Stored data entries
+++++
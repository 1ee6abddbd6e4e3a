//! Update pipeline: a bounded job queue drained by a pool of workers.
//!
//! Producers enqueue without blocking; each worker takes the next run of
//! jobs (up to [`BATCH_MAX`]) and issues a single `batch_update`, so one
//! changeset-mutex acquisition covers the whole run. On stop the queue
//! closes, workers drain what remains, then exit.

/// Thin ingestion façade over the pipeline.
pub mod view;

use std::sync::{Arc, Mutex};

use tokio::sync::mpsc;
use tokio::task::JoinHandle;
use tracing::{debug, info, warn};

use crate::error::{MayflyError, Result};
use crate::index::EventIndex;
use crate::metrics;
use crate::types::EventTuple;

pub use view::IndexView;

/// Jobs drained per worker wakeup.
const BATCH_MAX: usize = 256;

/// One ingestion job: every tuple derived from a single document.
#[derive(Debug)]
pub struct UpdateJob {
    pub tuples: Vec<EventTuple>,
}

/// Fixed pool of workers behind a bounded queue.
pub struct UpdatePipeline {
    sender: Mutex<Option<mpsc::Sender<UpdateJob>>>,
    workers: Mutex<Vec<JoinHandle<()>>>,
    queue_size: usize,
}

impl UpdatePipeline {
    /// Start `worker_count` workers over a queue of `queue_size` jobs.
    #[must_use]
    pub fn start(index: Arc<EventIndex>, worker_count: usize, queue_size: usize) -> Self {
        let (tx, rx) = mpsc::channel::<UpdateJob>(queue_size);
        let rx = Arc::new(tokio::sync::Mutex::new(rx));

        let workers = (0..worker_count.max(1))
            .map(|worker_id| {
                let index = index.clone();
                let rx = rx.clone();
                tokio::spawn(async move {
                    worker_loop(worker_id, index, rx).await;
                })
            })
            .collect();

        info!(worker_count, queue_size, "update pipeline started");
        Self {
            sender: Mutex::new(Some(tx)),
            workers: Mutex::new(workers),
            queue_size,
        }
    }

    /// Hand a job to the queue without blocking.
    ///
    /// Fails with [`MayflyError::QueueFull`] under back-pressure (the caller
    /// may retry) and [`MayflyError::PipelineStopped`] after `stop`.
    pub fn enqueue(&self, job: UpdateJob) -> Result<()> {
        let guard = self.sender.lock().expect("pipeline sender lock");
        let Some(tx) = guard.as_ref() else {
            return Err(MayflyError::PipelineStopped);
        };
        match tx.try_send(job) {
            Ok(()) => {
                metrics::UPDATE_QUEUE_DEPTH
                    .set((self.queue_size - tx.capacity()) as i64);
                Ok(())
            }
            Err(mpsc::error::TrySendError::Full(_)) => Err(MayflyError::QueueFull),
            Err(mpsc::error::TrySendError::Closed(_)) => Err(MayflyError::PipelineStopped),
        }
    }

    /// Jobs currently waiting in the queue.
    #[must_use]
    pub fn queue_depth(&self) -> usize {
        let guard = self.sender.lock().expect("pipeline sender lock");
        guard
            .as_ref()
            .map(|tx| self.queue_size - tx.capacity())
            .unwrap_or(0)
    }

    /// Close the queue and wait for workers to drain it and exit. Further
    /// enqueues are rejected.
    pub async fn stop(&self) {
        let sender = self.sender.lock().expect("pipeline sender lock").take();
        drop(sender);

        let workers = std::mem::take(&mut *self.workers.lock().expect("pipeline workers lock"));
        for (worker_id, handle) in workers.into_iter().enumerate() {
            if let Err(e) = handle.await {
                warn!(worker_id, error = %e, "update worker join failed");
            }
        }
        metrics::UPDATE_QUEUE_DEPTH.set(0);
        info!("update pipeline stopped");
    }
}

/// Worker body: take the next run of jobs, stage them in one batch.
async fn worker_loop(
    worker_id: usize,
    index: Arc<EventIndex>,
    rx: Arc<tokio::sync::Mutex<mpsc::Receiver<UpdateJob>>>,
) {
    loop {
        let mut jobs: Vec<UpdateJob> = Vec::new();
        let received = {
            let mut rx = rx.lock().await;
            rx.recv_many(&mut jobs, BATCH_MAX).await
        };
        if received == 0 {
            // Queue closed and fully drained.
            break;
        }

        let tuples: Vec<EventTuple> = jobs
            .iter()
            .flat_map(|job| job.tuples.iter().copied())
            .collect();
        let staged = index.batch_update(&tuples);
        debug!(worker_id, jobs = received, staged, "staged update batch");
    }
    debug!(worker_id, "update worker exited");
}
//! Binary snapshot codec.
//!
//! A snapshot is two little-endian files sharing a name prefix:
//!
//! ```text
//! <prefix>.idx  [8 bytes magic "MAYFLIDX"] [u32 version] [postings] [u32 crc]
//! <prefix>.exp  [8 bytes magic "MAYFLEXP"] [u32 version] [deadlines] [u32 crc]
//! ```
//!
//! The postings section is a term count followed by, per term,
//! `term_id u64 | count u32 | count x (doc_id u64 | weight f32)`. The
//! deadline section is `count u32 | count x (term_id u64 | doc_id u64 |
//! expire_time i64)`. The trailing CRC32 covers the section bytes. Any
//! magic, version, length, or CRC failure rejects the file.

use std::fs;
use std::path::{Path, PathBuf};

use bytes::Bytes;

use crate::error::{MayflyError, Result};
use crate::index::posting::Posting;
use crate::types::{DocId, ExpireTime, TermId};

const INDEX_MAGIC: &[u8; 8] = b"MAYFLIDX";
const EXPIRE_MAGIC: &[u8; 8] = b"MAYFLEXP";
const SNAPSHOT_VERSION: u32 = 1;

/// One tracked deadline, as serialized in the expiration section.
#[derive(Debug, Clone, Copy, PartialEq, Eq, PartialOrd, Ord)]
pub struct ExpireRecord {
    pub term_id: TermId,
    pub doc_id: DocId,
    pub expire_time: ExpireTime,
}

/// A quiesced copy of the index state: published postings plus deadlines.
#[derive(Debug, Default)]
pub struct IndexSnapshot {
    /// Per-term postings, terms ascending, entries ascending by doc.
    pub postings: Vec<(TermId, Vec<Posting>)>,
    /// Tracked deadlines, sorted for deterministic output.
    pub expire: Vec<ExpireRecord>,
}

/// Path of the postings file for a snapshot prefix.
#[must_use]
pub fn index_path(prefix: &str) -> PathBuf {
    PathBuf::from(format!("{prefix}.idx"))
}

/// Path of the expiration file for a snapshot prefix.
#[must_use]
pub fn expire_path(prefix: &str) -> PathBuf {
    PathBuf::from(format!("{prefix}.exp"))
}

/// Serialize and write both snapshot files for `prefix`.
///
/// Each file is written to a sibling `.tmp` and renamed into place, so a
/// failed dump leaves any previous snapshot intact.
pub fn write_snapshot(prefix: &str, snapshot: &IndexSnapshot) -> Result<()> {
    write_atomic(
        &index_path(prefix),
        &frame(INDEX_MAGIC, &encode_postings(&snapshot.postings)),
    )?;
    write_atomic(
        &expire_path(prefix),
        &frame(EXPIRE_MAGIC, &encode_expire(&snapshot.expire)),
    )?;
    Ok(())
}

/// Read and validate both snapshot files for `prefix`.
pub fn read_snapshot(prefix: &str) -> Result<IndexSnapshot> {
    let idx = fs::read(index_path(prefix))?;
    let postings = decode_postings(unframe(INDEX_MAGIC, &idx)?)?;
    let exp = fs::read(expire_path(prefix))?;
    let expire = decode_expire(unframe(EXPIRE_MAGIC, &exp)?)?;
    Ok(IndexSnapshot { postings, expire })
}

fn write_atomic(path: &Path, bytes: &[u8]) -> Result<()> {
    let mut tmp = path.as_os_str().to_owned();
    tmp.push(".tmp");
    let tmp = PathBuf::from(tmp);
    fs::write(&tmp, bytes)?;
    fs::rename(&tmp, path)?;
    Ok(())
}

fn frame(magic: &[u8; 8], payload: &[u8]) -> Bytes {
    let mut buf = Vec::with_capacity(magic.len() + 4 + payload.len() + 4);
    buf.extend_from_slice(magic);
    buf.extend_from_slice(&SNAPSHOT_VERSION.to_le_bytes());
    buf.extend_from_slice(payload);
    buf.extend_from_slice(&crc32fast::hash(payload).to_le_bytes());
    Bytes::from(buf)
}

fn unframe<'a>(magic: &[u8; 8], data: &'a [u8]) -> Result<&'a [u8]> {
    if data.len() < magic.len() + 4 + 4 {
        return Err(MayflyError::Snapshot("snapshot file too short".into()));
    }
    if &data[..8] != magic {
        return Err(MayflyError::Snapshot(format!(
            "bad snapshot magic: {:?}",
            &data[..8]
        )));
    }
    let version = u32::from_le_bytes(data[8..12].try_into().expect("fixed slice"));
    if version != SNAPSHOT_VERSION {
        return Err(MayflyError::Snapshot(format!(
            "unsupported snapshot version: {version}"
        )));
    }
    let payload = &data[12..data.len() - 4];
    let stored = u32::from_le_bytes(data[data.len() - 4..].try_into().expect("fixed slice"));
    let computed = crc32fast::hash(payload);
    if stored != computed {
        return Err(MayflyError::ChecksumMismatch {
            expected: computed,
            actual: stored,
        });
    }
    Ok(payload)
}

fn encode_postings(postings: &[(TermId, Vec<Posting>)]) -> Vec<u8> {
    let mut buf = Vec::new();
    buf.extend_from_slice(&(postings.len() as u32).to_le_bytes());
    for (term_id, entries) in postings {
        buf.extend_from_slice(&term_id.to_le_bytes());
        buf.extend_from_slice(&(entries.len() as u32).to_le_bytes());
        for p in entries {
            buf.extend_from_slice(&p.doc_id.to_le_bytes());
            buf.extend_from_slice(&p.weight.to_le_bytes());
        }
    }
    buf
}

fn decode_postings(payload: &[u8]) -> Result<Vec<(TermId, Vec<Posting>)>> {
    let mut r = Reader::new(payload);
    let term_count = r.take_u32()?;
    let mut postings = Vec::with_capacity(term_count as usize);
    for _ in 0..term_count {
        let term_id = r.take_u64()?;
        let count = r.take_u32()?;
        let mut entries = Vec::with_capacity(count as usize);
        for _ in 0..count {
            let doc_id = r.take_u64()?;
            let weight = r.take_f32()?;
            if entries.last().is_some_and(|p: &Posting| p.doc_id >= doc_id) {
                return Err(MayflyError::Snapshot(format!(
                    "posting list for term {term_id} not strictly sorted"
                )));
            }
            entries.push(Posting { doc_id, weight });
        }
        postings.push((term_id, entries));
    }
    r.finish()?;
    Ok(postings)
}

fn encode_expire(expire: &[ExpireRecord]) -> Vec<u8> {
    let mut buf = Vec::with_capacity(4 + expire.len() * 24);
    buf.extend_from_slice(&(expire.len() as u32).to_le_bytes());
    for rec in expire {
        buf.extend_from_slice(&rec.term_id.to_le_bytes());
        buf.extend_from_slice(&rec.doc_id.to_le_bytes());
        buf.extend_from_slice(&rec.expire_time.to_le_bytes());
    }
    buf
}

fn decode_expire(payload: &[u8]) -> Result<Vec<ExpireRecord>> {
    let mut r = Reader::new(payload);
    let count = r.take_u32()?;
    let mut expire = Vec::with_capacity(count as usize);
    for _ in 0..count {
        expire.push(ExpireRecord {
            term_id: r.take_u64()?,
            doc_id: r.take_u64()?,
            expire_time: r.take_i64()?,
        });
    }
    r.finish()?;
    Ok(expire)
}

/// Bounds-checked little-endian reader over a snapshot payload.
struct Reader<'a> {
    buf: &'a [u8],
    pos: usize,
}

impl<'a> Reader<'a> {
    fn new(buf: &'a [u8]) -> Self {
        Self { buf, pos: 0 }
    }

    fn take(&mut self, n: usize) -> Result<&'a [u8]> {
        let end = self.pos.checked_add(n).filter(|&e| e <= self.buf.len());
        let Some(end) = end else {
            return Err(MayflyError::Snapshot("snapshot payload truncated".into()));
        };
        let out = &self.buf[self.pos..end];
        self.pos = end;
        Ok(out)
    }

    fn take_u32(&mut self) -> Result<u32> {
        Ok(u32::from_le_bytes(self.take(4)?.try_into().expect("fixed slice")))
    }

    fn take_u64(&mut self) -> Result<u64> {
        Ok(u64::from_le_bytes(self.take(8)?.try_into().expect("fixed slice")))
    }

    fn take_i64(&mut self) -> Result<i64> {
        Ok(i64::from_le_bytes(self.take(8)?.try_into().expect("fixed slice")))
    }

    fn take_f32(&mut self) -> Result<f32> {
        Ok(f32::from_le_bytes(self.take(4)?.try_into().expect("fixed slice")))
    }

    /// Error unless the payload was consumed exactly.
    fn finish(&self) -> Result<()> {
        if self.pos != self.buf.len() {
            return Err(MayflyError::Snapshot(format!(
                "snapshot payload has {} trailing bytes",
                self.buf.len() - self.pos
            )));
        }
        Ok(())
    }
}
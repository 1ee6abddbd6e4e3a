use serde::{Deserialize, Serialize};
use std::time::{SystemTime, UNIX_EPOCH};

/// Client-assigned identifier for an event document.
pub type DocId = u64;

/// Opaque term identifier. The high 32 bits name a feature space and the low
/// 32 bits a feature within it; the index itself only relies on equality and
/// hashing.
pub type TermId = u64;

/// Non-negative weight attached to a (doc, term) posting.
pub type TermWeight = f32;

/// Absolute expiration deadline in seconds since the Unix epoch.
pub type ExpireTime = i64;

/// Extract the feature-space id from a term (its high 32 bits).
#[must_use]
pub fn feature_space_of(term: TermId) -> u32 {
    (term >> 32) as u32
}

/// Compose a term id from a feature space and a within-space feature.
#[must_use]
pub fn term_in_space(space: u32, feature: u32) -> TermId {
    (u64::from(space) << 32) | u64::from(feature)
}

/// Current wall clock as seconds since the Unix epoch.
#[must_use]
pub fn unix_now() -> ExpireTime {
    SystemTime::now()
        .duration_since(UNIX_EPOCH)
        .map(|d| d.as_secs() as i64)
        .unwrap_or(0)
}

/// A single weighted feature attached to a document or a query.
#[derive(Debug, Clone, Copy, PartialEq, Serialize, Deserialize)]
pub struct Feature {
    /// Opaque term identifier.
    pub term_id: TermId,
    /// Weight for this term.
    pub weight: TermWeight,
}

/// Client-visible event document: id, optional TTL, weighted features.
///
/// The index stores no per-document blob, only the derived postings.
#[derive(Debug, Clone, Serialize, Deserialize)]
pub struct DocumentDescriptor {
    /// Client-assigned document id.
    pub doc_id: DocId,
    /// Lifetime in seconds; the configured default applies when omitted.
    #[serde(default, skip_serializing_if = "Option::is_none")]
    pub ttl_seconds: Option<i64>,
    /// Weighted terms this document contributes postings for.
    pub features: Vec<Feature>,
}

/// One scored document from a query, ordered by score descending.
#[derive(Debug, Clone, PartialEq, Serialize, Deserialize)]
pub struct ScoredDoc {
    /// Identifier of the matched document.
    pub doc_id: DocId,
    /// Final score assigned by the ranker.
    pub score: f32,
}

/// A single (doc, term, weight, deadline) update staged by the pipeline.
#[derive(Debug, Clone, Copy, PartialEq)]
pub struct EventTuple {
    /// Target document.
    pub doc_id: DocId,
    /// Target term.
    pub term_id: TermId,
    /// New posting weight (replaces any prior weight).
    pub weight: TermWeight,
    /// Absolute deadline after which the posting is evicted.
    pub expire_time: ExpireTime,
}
+++++
WHAT YOU SHOULD DO:
Each line from the one with "for this term." through the end of the entries above must be set down exactly, both end lines included, and no other line may appear.

SOLUTION:
    /// Weight for this term.
    pub weight: TermWeight,
}

/// Client-visible event document: id, optional TTL, weighted features.
///
/// The index stores no per-document blob, only the derived postings.
#[derive(Debug, Clone, Serialize, Deserialize)]
pub struct DocumentDescriptor {
    /// Client-assigned document id.
    pub doc_id: DocId,
    /// Lifetime in seconds; the configured default applies when omitted.
    #[serde(default, skip_serializing_if = "Option::is_none")]
    pub ttl_seconds: Option<i64>,
    /// Weighted terms this document contributes postings for.
    pub features: Vec<Feature>,
}

/// One scored document from a query, ordered by score descending.
#[derive(Debug, Clone, PartialEq, Serialize, Deserialize)]
pub struct ScoredDoc {
    /// Identifier of the matched document.
    pub doc_id: DocId,
    /// Final score assigned by the ranker.
    pub score: f32,
}

/// A single (doc, term, weight, deadline) update staged by the pipeline.
#[derive(Debug, Clone, Copy, PartialEq)]
pub struct EventTuple {
    /// Target document.
    pub doc_id: DocId,
    /// Target term.
    pub term_id: TermId,
    /// New posting weight (replaces any prior weight).
    pub weight: TermWeight,
    /// Absolute deadline after which the posting is evicted.
    pub expire_time: ExpireTime,
}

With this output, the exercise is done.